À qui appartient l’entreprise? (ou le critère de l’intégration) : La conduite antérieure et actuelle de M. Tong n’est pas celle d’un entrepreneur indépendant annonçant ou même offrant ses services comme conseiller. La société de M. Tong n’existait pas au cours des deux premiers mois pendant lesquels il a travaillé pour l’appelante, et il n’y a aucune preuve que M. Tong est aujourd’hui une entité constituée. Le témoignage de Mme Gendron semblerait plutôt indiquer le contraire. L’entente relative à la prestation des services comme entrepreneur indépendant, qui a été signée par M. Tong, ne précisait pas l’intention complète des parties à cette entente du fait que bon nombre des clauses qu’elle contenait ne concordaient pas avec les conditions de travail réelles de M. Tong. Son travail était intégré aux activités du MDN et, qui plus est, à l’entreprise de l’appelante, qui consiste à fournir du personnel de soutien aux clients fédéraux et commerciaux. Le fait que l’offre de services de préposés au dépannage à des utilisateurs d’ordinateurs était un nouveau domaine de travail pour l’appelante ne fait pas moins de ce travail une partie des activités de l’appelante. Il faut également tenir compte du fait que la prestation de ces services aurait pu continuer, avec les prolongations, pendant trois années.

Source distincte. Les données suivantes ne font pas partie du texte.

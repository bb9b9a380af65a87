//! Story addressing for the two fanfiction.net hosts.
//!
//! The same story is served by a lightweight mobile site that only carries
//! chapter text and by the full desktop site that carries all metadata.

use crate::error::DownloadError;
use regex::Regex;
use std::fmt;
use std::sync::LazyLock;

/// Host of the lightweight (chapter body only) site.
pub const MOBILE_HOST: &str = "m.fanfiction.net";

/// Host of the full (metadata and chapter body) site.
pub const DESKTOP_HOST: &str = "www.fanfiction.net";

/// Matches `/s/<story id>` optionally followed by `/<chapter>`.
static STORY_PATH_REGEX: LazyLock<Regex> =
    LazyLock::new(|| Regex::new(r"^/s/(\d+)(?:/(\d+))?").unwrap());

/// Which rendering of a page was fetched, and therefore how to parse it.
#[derive(Debug, Clone, Copy, PartialEq, Eq)]
pub enum PageVariant {
    Mobile,
    Desktop,
}

impl PageVariant {
    /// Returns the host serving this variant.
    pub fn host(self) -> &'static str {
        match self {
            PageVariant::Mobile => MOBILE_HOST,
            PageVariant::Desktop => DESKTOP_HOST,
        }
    }

    /// Classifies a host name.
    pub fn from_host(host: &str) -> Option<Self> {
        match host {
            MOBILE_HOST => Some(PageVariant::Mobile),
            DESKTOP_HOST => Some(PageVariant::Desktop),
            _ => None,
        }
    }
}

impl fmt::Display for PageVariant {
    fn fmt(&self, f: &mut fmt::Formatter<'_>) -> fmt::Result {
        match self {
            PageVariant::Mobile => write!(f, "mobile"),
            PageVariant::Desktop => write!(f, "desktop"),
        }
    }
}

/// A story location parsed from a user-supplied URL.
#[derive(Debug, Clone, PartialEq, Eq)]
pub struct StoryRef {
    /// Site-assigned story id.
    pub id: String,

    /// Which host the URL pointed at.
    pub origin: PageVariant,

    /// Chapter the URL pointed at, if any.
    pub chapter: Option<u32>,
}

impl StoryRef {
    /// Parses a story URL on either host.
    pub fn parse(input: &str) -> Result<Self, DownloadError> {
        let parsed = url::Url::parse(input)
            .map_err(|_| DownloadError::UnrecognizedSource(input.to_string()))?;
        let host = parsed.host_str().unwrap_or_default();

        let origin = PageVariant::from_host(host)
            .ok_or_else(|| DownloadError::UnrecognizedSource(host.to_string()))?;

        let caps = STORY_PATH_REGEX
            .captures(parsed.path())
            .ok_or_else(|| DownloadError::UnrecognizedSource(input.to_string()))?;

        let id = caps[1].to_string();
        let chapter = caps
            .get(2)
            .and_then(|m| m.as_str().parse::<u32>().ok())
            .filter(|&n| n > 0);

        Ok(Self {
            id,
            origin,
            chapter,
        })
    }

    /// URL of a chapter on the given host. `None` or zero addresses the story itself.
    pub fn url(&self, variant: PageVariant, chapter: Option<u32>) -> String {
        let chapter = match chapter {
            Some(n) if n > 0 => n.to_string(),
            _ => String::new(),
        };
        format!("https://{}/s/{}/{}", variant.host(), self.id, chapter)
    }

    /// Chapter URL on the lightweight site.
    pub fn mobile_url(&self, chapter: Option<u32>) -> String {
        self.url(PageVariant::Mobile, chapter)
    }

    /// Chapter URL on the full site.
    pub fn desktop_url(&self, chapter: Option<u32>) -> String {
        self.url(PageVariant::Desktop, chapter)
    }
}
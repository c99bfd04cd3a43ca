use super::*;
use crate::config::{CellWidth, EngineConfig};
use crate::faults::{Component, DisturbCode, FaultSpec, FaultStore, Level, StatusFlag};

fn issues_for(fault: FaultSpec, config: &EngineConfig) -> Vec<ValidationIssue> {
    let mut store = FaultStore::new(vec![fault]);
    store.renormalize(config.legacy_interval_ms_scale);
    validate(&store, config)
}

fn access_fault(id: u32) -> FaultSpec {
    let mut fault = FaultSpec::new(id);
    fault.component = Some(Component::Ram);
    fault.target = Some(Target::MemoryCell);
    fault.mode = Some(FaultMode::BitFlip);
    fault.trigger = Some(Trigger::Access);
    fault.persistence = Some(Persistence::Permanent);
    fault.params.address = Some(0x100);
    fault.params.mask = 0x1;
    fault
}

#[test]
fn clean_campaign_passes() {
    let issues = issues_for(access_fault(1), &EngineConfig::default());
    assert!(issues.is_empty(), "unexpected issues: {issues:?}");
}

#[test]
fn empty_fault_warns_but_loads() {
    let issues = issues_for(FaultSpec::new(1), &EngineConfig::default());
    assert!(issues.contains(&ValidationIssue::MissingComponent { id: 1 }));
    assert!(issues.contains(&ValidationIssue::MissingTarget { id: 1 }));
    assert!(issues.contains(&ValidationIssue::MissingMode { id: 1 }));
    assert!(issues.contains(&ValidationIssue::MissingTrigger { id: 1 }));
    // none of it blocks the load; the fault stays inert instead
    assert!(issues.iter().all(|i| !i.is_fatal()));
}

#[test]
fn zero_id_warns() {
    let mut fault = access_fault(0);
    fault.id = 0;
    let issues = issues_for(fault, &EngineConfig::default());
    assert!(issues.contains(&ValidationIssue::NonPositiveId { id: 0 }));
    assert!(!ValidationIssue::NonPositiveId { id: 0 }.is_fatal());
}

#[test]
fn ids_above_the_cap_are_rejected() {
    let issues = issues_for(access_fault(5000), &EngineConfig::default());
    assert!(issues.contains(&ValidationIssue::IdOutOfRange { id: 5000 }));
    assert!(issues[0].is_fatal());
}

#[test]
fn pc_trigger_needs_a_match_address() {
    let mut fault = access_fault(3);
    fault.trigger = Some(Trigger::Pc);
    fault.params.address = None;
    fault.params.instruction = Some(0x200);
    let issues = issues_for(fault, &EngineConfig::default());
    assert!(issues.contains(&ValidationIssue::PcTriggerWithoutAddress { id: 3 }));
}

#[test]
fn windowed_faults_need_timer_and_duration() {
    let mut fault = access_fault(4);
    fault.persistence = Some(Persistence::Transient);
    let issues = issues_for(fault, &EngineConfig::default());
    assert!(issues.contains(&ValidationIssue::WindowedWithoutTimer { id: 4 }));
}

#[test]
fn intermittent_needs_an_interval() {
    let mut fault = access_fault(5);
    fault.persistence = Some(Persistence::Intermittent);
    fault.timer = Some("10MS".into());
    fault.duration = Some("50MS".into());
    let issues = issues_for(fault, &EngineConfig::default());
    assert!(issues.contains(&ValidationIssue::IntermittentWithoutInterval { id: 5 }));
}

#[test]
fn degenerate_window_is_a_warning() {
    let mut fault = access_fault(6);
    fault.persistence = Some(Persistence::Transient);
    fault.timer = Some("10NS".into());
    fault.duration = Some("0NS".into());
    let issues = issues_for(fault, &EngineConfig::default());
    assert_eq!(issues, vec![ValidationIssue::DegenerateWindow { id: 6 }]);
    assert!(!issues[0].is_fatal());
}

#[test]
fn coupling_modes_need_a_partner_cell() {
    let mut fault = access_fault(7);
    fault.mode = Some(FaultMode::CouplingState(Level::Zero, Level::Zero));
    fault.params.set_bit = 0x2;
    let issues = issues_for(fault, &EngineConfig::default());
    assert!(issues.contains(&ValidationIssue::CouplingWithoutPartner { id: 7 }));
}

#[test]
fn partner_cell_without_coupling_mode_warns() {
    let mut fault = access_fault(8);
    fault.params.cf_address = Some(0x104);
    let issues = issues_for(fault, &EngineConfig::default());
    assert_eq!(issues, vec![ValidationIssue::PartnerWithoutCoupling { id: 8 }]);
    assert!(!issues[0].is_fatal());
}

#[test]
fn intra_cell_overlap_warns() {
    let mut fault = access_fault(9);
    fault.mode = Some(FaultMode::CouplingDisturb(DisturbCode {
        before: Level::Zero,
        after: Level::Zero,
        attacked: Level::Zero,
        on_read: false,
    }));
    fault.params.cf_address = Some(0x100);
    fault.params.mask = 0b11;
    fault.params.set_bit = 0b01;
    let issues = issues_for(fault, &EngineConfig::default());
    assert!(issues.contains(&ValidationIssue::AggressorVictimOverlap { id: 9 }));
}

#[test]
fn bits_above_the_cell_width_warn() {
    let config = EngineConfig {
        cell_width: CellWidth::Bits8,
        ..EngineConfig::default()
    };
    let mut fault = access_fault(10);
    fault.params.mask = 0x100;
    let issues = issues_for(fault, &config);
    assert_eq!(
        issues,
        vec![ValidationIssue::BitsAboveWidth {
            id: 10,
            field: "mask",
            width: 8,
        }]
    );
    assert!(!issues[0].is_fatal());
}

#[test]
fn flag_faults_take_binary_levels() {
    let mut fault = access_fault(11);
    fault.component = Some(Component::Cpu);
    fault.target = Some(Target::ConditionFlags);
    fault.mode = Some(FaultMode::StatusFlag(StatusFlag::Zero));
    fault.trigger = Some(Trigger::Time);
    fault.params.set_bit = 4;
    let issues = issues_for(fault, &EngineConfig::default());
    assert!(issues.contains(&ValidationIssue::FlagLevelNotBinary { id: 11 }));
}

#[test]
fn flag_modes_stay_on_condition_flags() {
    let mut fault = access_fault(12);
    fault.mode = Some(FaultMode::StatusFlag(StatusFlag::Carry));
    let issues = issues_for(fault, &EngineConfig::default());
    assert!(issues.contains(&ValidationIssue::FlagModeOutsideConditionFlags { id: 12 }));
}

#[test]
fn execution_faults_arm_on_the_marker_word() {
    let mut fault = access_fault(13);
    fault.component = Some(Component::Cpu);
    fault.target = Some(Target::InstructionExecution);
    fault.mode = Some(FaultMode::NewValue);
    fault.params.instruction = Some(0x1234);
    let issues = issues_for(fault.clone(), &EngineConfig::default());
    assert!(issues.contains(&ValidationIssue::ExecutionFaultWithoutSentinel { id: 13 }));

    fault.params.instruction = Some(0xDEAD_BEEF);
    let issues = issues_for(fault, &EngineConfig::default());
    assert!(issues.is_empty(), "unexpected issues: {issues:?}");
}

#[test]
fn time_cell_faults_name_their_victim() {
    let mut fault = access_fault(14);
    fault.trigger = Some(Trigger::Time);
    let issues = issues_for(fault, &EngineConfig::default());
    assert!(issues.contains(&ValidationIssue::TimeCellFaultWithoutVictim { id: 14 }));
}

#[test]
fn unrouted_pairs_warn() {
    let mut fault = access_fault(15);
    fault.component = Some(Component::Cpu);
    let issues = issues_for(fault, &EngineConfig::default());
    assert_eq!(issues, vec![ValidationIssue::UnroutedCombination { id: 15 }]);
    assert!(!issues[0].is_fatal());
}

#[test]
fn decoder_ignores_cell_modes() {
    let mut fault = access_fault(16);
    fault.target = Some(Target::AddressDecoder);
    fault.mode = Some(FaultMode::ReadDisturb(Level::Zero));
    let issues = issues_for(fault, &EngineConfig::default());
    assert_eq!(issues, vec![ValidationIssue::ModeIgnoredByTarget { id: 16 }]);
}

#[test]
fn non_millisecond_intervals_warn_about_legacy_scaling() {
    let intermittent = |interval: &str| {
        let mut fault = access_fault(17);
        fault.persistence = Some(Persistence::Intermittent);
        fault.timer = Some("1MS".into());
        fault.duration = Some("100MS".into());
        fault.interval = Some(interval.into());
        fault
    };
    let issues = issues_for(intermittent("10US"), &EngineConfig::default());
    assert!(issues.contains(&ValidationIssue::LegacyIntervalScale { id: 17 }));
    let issues = issues_for(intermittent("10MS"), &EngineConfig::default());
    assert!(!issues.contains(&ValidationIssue::LegacyIntervalScale { id: 17 }));
}
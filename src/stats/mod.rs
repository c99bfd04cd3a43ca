//! Activation accounting.
//!
//! A fault id is counted the first time it fires and never again until
//! the next campaign load. Without that gate a windowed fault would be
//! counted once per access inside its window and drown out the per-id
//! coverage figures the experiment is after.

use std::fmt;

use log::warn;
use serde::{Deserialize, Serialize};

use crate::faults::Component;

/// Counting bucket: the attacked component crossed with whether the
/// firing was windowed or permanent.
#[derive(Debug, Clone, Copy, PartialEq, Eq)]
pub enum FaultClass {
    RamTransient,
    RamPermanent,
    CpuTransient,
    CpuPermanent,
    RegisterTransient,
    RegisterPermanent,
}

impl FaultClass {
    pub fn classify(component: Component, permanent: bool) -> Self {
        match (component, permanent) {
            (Component::Ram, false) => FaultClass::RamTransient,
            (Component::Ram, true) => FaultClass::RamPermanent,
            (Component::Cpu, false) => FaultClass::CpuTransient,
            (Component::Cpu, true) => FaultClass::CpuPermanent,
            (Component::Register, false) => FaultClass::RegisterTransient,
            (Component::Register, true) => FaultClass::RegisterPermanent,
        }
    }
}

/// Injection totals for the running experiment.
#[derive(Debug, Clone, Default, Serialize, Deserialize)]
pub struct InjectionCounters {
    pub total: u64,
    pub ram_transient: u64,
    pub ram_permanent: u64,
    pub cpu_transient: u64,
    pub cpu_permanent: u64,
    pub register_transient: u64,
    pub register_permanent: u64,
    counted: Vec<bool>,
}

impl InjectionCounters {
    pub fn new() -> Self {
        Self::default()
    }

    /// Zero every bucket and size the once-per-id gate for a campaign
    /// whose largest fault id is `max_id`.
    pub fn reset(&mut self, max_id: u32) {
        *self = Self {
            counted: vec![false; max_id as usize],
            ..Self::default()
        };
    }

    /// Zero the buckets without reopening the once-per-id gate: ids that
    /// already fired stay suppressed until the next campaign load.
    pub fn clear_totals(&mut self) {
        let counted = std::mem::take(&mut self.counted);
        *self = Self {
            counted,
            ..Self::default()
        };
    }

    /// Count one firing of `id`. Only the first firing of each id after
    /// a reset lands in the buckets.
    pub fn record(&mut self, id: u32, class: FaultClass) {
        let slot = match id.checked_sub(1).and_then(|i| self.counted.get_mut(i as usize)) {
            Some(slot) => slot,
            None => {
                warn!("fault {id}: outside the counted id range; not counted");
                return;
            }
        };
        if *slot {
            return;
        }
        *slot = true;

        self.total += 1;
        match class {
            FaultClass::RamTransient => self.ram_transient += 1,
            FaultClass::RamPermanent => self.ram_permanent += 1,
            FaultClass::CpuTransient => self.cpu_transient += 1,
            FaultClass::CpuPermanent => self.cpu_permanent += 1,
            FaultClass::RegisterTransient => self.register_transient += 1,
            FaultClass::RegisterPermanent => self.register_permanent += 1,
        }
    }

    /// True once `id` has fired at least once since the last reset.
    pub fn was_counted(&self, id: u32) -> bool {
        id.checked_sub(1)
            .and_then(|i| self.counted.get(i as usize))
            .copied()
            .unwrap_or(false)
    }
}

impl fmt::Display for InjectionCounters {
    fn fmt(&self, f: &mut fmt::Formatter<'_>) -> fmt::Result {
        writeln!(f, "injected faults: {}", self.total)?;
        writeln!(
            f,
            "  ram:      {} transient, {} permanent",
            self.ram_transient, self.ram_permanent
        )?;
        writeln!(
            f,
            "  cpu:      {} transient, {} permanent",
            self.cpu_transient, self.cpu_permanent
        )?;
        write!(
            f,
            "  register: {} transient, {} permanent",
            self.register_transient, self.register_permanent
        )
    }
}
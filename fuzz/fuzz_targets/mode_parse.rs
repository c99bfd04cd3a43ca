#![no_main]

use faultline::faults::FaultMode;
use libfuzzer_sys::fuzz_target;

fuzz_target!(|data: &[u8]| {
    let Ok(text) = std::str::from_utf8(data) else {
        return;
    };

    // Any spelling the parser accepts must display back to a spelling
    // the parser accepts, and both must name the same mode.
    if let Ok(mode) = text.parse::<FaultMode>() {
        let spelling = mode.to_string();
        let reparsed: FaultMode = spelling
            .parse()
            .unwrap_or_else(|_| panic!("displayed spelling `{spelling}` does not parse"));
        assert_eq!(reparsed, mode, "spelling `{spelling}` drifted on re-parse");
    }
});
//! Access profiling and the experiment log.
//!
//! Campaign analysis needs two text artifacts next to the injection
//! results: a flat trace of every guest access the engine saw, split
//! into register and memory traffic, and a run log tying observations
//! to one experiment. Both are plain line formats so they stay easy to
//! grep and diff between runs.

use std::fmt;
use std::fs::File;
use std::io::{self, BufWriter, Write};
use std::path::Path;

use chrono::Utc;

/// Highest cell index routed to the register trace; everything above
/// is memory traffic.
pub const REGISTER_FILE_TOP: u64 = 15;

/// Line-oriented access trace, split by address range.
///
/// One line per access: `0x00001000 w 0xff` for writes, `0x00001000 r`
/// for reads, `0x00001000 e` for instruction fetches. Sink errors are
/// swallowed; a torn trace is still worth more than a dead run.
#[derive(Default)]
pub struct AccessProfiler {
    register_sink: Option<Box<dyn Write + Send>>,
    memory_sink: Option<Box<dyn Write + Send>>,
}

impl AccessProfiler {
    /// A profiler that drops everything.
    pub fn disabled() -> Self {
        Self::default()
    }

    pub fn with_sinks(
        register_sink: Option<Box<dyn Write + Send>>,
        memory_sink: Option<Box<dyn Write + Send>>,
    ) -> Self {
        Self {
            register_sink,
            memory_sink,
        }
    }

    /// Trace into `register_accesses.log` and `memory_accesses.log`
    /// under `dir`.
    pub fn to_files(dir: &Path) -> io::Result<Self> {
        let register = BufWriter::new(File::create(dir.join("register_accesses.log"))?);
        let memory = BufWriter::new(File::create(dir.join("memory_accesses.log"))?);
        Ok(Self::with_sinks(
            Some(Box::new(register)),
            Some(Box::new(memory)),
        ))
    }

    pub fn record_read(&mut self, addr: u64) {
        if let Some(sink) = self.sink_for(addr) {
            let _ = writeln!(sink, "{addr:#010x} r");
        }
    }

    pub fn record_write(&mut self, addr: u64, value: u64) {
        if let Some(sink) = self.sink_for(addr) {
            let _ = writeln!(sink, "{addr:#010x} w {value:#x}");
        }
    }

    pub fn record_exec(&mut self, addr: u64) {
        if let Some(sink) = self.sink_for(addr) {
            let _ = writeln!(sink, "{addr:#010x} e");
        }
    }

    pub fn flush(&mut self) {
        if let Some(sink) = self.register_sink.as_mut() {
            let _ = sink.flush();
        }
        if let Some(sink) = self.memory_sink.as_mut() {
            let _ = sink.flush();
        }
    }

    fn sink_for(&mut self, addr: u64) -> Option<&mut (dyn Write + Send + 'static)> {
        if addr <= REGISTER_FILE_TOP {
            self.register_sink.as_deref_mut()
        } else {
            self.memory_sink.as_deref_mut()
        }
    }
}

impl fmt::Debug for AccessProfiler {
    fn fmt(&self, f: &mut fmt::Formatter<'_>) -> fmt::Result {
        f.debug_struct("AccessProfiler")
            .field("register_sink", &self.register_sink.is_some())
            .field("memory_sink", &self.memory_sink.is_some())
            .finish()
    }
}

/// Run log for one injection experiment.
///
/// Opens with a header line carrying a random experiment token and the
/// wall-clock start, then takes one timestamped line per event. The
/// token lets results from machines with skewed clocks be matched up.
#[derive(Default)]
pub struct ExperimentLog {
    sink: Option<Box<dyn Write + Send>>,
    token: u128,
}

impl ExperimentLog {
    /// A log that drops everything.
    pub fn disabled() -> Self {
        Self::default()
    }

    pub fn new(mut sink: Box<dyn Write + Send>) -> Self {
        let token: u128 = rand::random();
        let _ = writeln!(
            sink,
            "experiment {token:032x} started {}",
            Utc::now().to_rfc3339()
        );
        Self {
            sink: Some(sink),
            token,
        }
    }

    pub fn to_file(path: &Path) -> io::Result<Self> {
        let sink = BufWriter::new(File::create(path)?);
        Ok(Self::new(Box::new(sink)))
    }

    /// This run's random token; zero when the log is disabled.
    pub fn token(&self) -> u128 {
        self.token
    }

    pub fn note(&mut self, line: &str) {
        if let Some(sink) = self.sink.as_mut() {
            let _ = writeln!(sink, "{} {line}", Utc::now().to_rfc3339());
        }
    }

    pub fn flush(&mut self) {
        if let Some(sink) = self.sink.as_mut() {
            let _ = sink.flush();
        }
    }
}

impl fmt::Debug for ExperimentLog {
    fn fmt(&self, f: &mut fmt::Formatter<'_>) -> fmt::Result {
        f.debug_struct("ExperimentLog")
            .field("sink", &self.sink.is_some())
            .field("token", &self.token)
            .finish()
    }
}
//! Dynamic fault engines.
//!
//! A dynamic mode fires per bit, keyed to the operation the last
//! watched write performed on that bit. Bits whose history matches the
//! mode's selector get disturbed away from the level that write left
//! them at; every other bit passes through untouched.

use crate::config::CellWidth;
use crate::faults::FaultParams;
use crate::history::{CellBank, CellOp, OpHistory};
use crate::host::Machine;
use crate::inject;

use super::{AccessKind, CellAccess, FaultController};

pub trait DynamicFaultOps {
    /// `RDF00`..`RDF11`: the read disturbs the cell and returns the
    /// disturbed word.
    fn inject_dynamic_read_disturb<M: Machine>(
        &mut self,
        m: &mut M,
        acc: CellAccess,
        value: &mut u64,
        op: CellOp,
        params: FaultParams,
    );

    /// `IRF00`..`IRF11`: the read lies, the cell is intact.
    fn inject_dynamic_incorrect_read<M: Machine>(
        &mut self,
        m: &mut M,
        acc: CellAccess,
        value: &mut u64,
        op: CellOp,
        params: FaultParams,
    );

    /// `DRDF00`..`DRDF11`: the read is right but the cell flips.
    fn inject_dynamic_deceptive_read<M: Machine>(
        &mut self,
        m: &mut M,
        acc: CellAccess,
        value: &mut u64,
        op: CellOp,
        params: FaultParams,
    );
}

/// Build the disturbed word: selector-matching bits flip away from the
/// level their last write established, the rest carry the read value.
fn history_keyed(
    history: &OpHistory,
    width: CellWidth,
    bank: CellBank,
    id: u32,
    op: CellOp,
    returned: u64,
) -> u64 {
    let mut fv = 0u64;
    for pos in 0..width.bits() {
        let bit = 1u64 << pos;
        if history.op_at(bank, id, pos) == Some(op) {
            if !op.ends_at() {
                fv |= bit;
            }
        } else {
            fv |= returned & bit;
        }
    }
    fv
}

fn bank_of(acc: CellAccess) -> CellBank {
    if acc.on_register {
        CellBank::Register
    } else {
        CellBank::Memory
    }
}

impl DynamicFaultOps for FaultController {
    fn inject_dynamic_read_disturb<M: Machine>(
        &mut self,
        m: &mut M,
        acc: CellAccess,
        value: &mut u64,
        op: CellOp,
        params: FaultParams,
    ) {
        if acc.kind != AccessKind::Read {
            return;
        }
        let width = self.config.cell_width;
        let fv = history_keyed(&self.history, width, bank_of(acc), acc.id, op, *value);
        let merged = inject::merge_bits(fv, *value, params.mask, width);
        *value = merged;
        self.guarded_write(m, acc.on_register, acc.addr, merged);
    }

    fn inject_dynamic_incorrect_read<M: Machine>(
        &mut self,
        _m: &mut M,
        acc: CellAccess,
        value: &mut u64,
        op: CellOp,
        params: FaultParams,
    ) {
        if acc.kind != AccessKind::Read {
            return;
        }
        let width = self.config.cell_width;
        let fv = history_keyed(&self.history, width, bank_of(acc), acc.id, op, *value);
        *value = inject::merge_bits(fv, *value, params.mask, width);
    }

    fn inject_dynamic_deceptive_read<M: Machine>(
        &mut self,
        m: &mut M,
        acc: CellAccess,
        value: &mut u64,
        op: CellOp,
        params: FaultParams,
    ) {
        if acc.kind != AccessKind::Read {
            return;
        }
        let width = self.config.cell_width;
        let fv = history_keyed(&self.history, width, bank_of(acc), acc.id, op, *value);
        let merged = inject::merge_bits(fv, *value, params.mask, width);
        self.guarded_write(m, acc.on_register, acc.addr, merged);
    }
}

[36] La situation de travail de M. Tong me rappelle celle qui est décrite dans l’arrêt Canada (Procureur général) c. A.F.P.C., [1989] 2 C.F. 633, confirmé par [1991] 1 R.C.S. 614. Dans cette affaire, le gouvernement avait conclu avec une firme privée un contrat prévoyant la fourniture de services pédagogiques au ministère du Solliciteur général. La question en litige en l’espèce n’était pas de savoir s’il traitait avec des employés, parce que personne ne contestait ce fait, mais plutôt de savoir de qui relevaient les employés. Il a été conclu qu’il étaient les employés de la firme privée.

[37] En conséquence, l’appel est rejeté.

Signé à Ottawa, Canada, ce 1er jour d’avril 1998.

« Louise Lamarre Proulx »

J.C.C.I.

[TRADUCTION FRANÇAISE OFFICIELLE]

Traduction certifiée conforme ce 6e jour de novembre 1998.